**Task statement**
A line below contains "pub fn from_toml_str(s: &str)", and a later one contains "pub async fn load()". Repeat both, with every line between them, exactly.

______________________________

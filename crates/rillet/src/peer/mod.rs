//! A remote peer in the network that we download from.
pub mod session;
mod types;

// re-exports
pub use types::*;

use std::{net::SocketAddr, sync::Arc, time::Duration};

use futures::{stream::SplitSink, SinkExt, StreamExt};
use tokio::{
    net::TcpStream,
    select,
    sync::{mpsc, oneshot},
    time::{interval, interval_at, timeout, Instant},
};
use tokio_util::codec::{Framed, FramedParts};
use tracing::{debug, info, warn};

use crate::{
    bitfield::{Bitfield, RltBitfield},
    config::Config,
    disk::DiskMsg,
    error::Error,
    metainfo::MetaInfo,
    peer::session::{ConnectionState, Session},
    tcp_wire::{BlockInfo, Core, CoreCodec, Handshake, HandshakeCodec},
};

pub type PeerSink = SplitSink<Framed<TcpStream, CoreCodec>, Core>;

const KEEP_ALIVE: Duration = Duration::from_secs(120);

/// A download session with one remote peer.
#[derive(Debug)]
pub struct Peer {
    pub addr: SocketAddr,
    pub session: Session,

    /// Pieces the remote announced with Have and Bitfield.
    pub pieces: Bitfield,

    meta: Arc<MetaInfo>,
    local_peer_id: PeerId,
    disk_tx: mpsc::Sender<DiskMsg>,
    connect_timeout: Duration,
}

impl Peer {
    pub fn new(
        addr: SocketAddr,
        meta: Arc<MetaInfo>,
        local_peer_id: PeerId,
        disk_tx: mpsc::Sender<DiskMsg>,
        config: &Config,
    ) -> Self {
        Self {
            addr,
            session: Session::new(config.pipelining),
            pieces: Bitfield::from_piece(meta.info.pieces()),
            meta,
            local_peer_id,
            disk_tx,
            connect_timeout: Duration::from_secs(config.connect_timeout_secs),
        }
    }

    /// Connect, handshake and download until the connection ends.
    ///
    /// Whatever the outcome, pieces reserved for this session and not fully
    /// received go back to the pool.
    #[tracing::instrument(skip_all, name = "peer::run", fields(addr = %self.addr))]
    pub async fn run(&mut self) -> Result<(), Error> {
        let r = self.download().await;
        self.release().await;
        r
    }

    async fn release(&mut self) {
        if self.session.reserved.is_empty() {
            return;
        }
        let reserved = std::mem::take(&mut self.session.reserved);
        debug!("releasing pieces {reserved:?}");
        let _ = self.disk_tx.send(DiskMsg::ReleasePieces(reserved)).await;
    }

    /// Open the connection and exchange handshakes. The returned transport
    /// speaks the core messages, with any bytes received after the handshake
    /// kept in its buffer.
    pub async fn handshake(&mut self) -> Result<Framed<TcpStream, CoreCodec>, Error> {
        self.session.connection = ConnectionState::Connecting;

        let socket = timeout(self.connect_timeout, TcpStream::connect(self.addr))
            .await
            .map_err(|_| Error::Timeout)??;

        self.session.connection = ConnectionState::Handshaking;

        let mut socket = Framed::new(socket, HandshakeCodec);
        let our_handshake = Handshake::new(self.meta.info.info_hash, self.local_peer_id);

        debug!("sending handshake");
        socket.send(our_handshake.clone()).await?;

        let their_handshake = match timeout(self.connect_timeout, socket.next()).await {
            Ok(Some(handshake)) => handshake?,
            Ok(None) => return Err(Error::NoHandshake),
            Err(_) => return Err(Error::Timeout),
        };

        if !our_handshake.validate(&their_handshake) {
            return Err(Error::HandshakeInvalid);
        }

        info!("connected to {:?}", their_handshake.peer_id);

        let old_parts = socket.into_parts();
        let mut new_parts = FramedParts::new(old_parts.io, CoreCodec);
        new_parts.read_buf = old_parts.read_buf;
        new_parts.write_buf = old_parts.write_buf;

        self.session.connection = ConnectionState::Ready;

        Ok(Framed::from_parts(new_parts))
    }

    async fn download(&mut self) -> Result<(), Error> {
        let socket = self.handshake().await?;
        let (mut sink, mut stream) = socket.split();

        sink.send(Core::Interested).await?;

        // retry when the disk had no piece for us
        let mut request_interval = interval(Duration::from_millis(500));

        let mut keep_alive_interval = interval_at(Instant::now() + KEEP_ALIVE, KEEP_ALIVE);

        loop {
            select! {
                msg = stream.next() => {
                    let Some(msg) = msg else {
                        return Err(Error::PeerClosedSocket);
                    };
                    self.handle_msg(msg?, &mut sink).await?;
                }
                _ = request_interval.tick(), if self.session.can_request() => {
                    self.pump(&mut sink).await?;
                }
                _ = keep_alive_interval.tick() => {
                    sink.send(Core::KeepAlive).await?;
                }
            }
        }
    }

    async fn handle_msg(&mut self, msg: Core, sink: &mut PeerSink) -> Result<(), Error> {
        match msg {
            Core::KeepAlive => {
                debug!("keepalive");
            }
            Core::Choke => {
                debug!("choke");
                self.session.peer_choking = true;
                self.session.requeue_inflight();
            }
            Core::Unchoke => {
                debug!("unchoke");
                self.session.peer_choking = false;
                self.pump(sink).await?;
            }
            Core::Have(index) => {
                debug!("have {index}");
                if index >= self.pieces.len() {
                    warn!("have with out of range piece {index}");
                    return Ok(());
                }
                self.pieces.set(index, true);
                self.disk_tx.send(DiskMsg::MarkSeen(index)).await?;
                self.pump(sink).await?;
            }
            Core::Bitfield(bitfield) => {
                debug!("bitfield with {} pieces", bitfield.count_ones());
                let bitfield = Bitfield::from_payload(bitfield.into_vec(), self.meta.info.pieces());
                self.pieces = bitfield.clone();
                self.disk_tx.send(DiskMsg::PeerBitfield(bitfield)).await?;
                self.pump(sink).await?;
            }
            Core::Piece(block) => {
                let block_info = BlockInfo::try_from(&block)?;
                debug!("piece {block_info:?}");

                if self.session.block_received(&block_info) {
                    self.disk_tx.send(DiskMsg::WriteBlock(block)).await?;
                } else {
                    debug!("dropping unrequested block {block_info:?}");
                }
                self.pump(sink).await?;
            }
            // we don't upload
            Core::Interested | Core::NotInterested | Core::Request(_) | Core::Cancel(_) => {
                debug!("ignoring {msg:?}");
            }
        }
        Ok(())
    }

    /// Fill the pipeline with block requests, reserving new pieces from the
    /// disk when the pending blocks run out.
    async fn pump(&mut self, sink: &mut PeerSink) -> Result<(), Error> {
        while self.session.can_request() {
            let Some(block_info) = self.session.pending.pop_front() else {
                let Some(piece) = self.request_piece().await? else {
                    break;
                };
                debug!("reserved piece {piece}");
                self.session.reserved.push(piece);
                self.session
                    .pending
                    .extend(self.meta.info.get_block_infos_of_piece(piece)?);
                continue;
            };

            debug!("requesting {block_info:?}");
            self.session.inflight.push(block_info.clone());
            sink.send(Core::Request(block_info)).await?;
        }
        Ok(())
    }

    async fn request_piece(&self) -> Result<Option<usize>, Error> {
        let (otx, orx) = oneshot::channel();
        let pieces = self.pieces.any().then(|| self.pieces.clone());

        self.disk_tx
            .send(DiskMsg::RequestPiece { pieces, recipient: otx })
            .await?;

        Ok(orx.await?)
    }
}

______________________________

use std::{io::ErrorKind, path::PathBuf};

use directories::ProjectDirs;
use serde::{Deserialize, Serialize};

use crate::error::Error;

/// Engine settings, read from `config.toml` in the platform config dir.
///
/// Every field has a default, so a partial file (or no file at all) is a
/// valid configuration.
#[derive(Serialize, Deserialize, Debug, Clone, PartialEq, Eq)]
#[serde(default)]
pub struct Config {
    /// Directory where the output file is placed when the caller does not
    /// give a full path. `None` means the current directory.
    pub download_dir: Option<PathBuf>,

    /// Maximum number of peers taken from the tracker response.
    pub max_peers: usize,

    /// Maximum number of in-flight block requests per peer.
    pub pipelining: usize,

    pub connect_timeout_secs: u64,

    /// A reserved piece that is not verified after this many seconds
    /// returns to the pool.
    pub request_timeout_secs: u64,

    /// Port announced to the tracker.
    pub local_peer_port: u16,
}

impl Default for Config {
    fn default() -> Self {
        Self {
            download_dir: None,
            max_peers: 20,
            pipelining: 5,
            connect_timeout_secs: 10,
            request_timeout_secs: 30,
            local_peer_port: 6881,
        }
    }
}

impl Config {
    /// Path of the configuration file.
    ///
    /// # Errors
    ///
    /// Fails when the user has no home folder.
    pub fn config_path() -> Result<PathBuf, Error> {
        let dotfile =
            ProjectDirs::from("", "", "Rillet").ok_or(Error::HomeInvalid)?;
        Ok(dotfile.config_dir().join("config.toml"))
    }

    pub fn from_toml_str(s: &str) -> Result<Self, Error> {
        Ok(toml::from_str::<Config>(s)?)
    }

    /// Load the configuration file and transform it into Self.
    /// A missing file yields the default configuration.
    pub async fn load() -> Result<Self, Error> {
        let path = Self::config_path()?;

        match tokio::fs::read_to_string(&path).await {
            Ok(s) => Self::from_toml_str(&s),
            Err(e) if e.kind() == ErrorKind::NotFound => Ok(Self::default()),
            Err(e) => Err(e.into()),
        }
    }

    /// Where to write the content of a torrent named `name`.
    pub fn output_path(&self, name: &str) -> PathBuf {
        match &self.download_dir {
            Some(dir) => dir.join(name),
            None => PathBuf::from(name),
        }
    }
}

______________________________

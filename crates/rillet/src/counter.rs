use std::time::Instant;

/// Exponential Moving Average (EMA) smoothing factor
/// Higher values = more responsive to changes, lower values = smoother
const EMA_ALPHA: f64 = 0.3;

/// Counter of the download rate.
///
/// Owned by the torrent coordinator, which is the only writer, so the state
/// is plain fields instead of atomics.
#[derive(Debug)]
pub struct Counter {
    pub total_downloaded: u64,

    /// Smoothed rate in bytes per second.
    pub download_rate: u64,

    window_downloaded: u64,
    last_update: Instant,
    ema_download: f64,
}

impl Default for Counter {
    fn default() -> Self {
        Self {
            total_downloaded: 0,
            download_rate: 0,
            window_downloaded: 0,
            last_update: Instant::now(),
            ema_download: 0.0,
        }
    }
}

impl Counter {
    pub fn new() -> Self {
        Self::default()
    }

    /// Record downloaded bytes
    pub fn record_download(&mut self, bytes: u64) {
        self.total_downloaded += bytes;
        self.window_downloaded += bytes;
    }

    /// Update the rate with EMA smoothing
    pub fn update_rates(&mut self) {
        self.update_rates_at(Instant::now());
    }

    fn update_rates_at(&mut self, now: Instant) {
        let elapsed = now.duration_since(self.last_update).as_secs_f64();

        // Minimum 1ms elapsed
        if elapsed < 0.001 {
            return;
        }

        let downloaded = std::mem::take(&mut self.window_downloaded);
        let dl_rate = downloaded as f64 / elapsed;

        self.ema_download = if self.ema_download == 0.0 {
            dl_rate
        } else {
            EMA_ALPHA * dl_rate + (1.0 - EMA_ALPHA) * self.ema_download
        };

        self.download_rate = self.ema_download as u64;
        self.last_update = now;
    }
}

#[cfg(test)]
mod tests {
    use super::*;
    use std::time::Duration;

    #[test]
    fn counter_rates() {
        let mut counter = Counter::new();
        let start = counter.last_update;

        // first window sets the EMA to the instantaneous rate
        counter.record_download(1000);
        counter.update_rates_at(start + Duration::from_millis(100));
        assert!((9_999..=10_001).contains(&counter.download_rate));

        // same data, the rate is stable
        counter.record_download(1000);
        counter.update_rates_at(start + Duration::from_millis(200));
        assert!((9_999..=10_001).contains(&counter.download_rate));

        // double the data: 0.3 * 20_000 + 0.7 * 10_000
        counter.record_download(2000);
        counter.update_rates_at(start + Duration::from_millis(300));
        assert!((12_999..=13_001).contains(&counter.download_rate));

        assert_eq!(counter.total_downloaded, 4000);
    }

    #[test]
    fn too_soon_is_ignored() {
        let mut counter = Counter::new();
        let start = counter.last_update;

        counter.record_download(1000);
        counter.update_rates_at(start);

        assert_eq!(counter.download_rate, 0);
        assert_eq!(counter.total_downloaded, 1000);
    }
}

______________________________

**Finished exercise**
    pub fn from_toml_str(s: &str) -> Result<Self, Error> {
        Ok(toml::from_str::<Config>(s)?)
    }

    /// Load the configuration file and transform it into Self.
    /// A missing file yields the default configuration.
    pub async fn load() -> Result<Self, Error> {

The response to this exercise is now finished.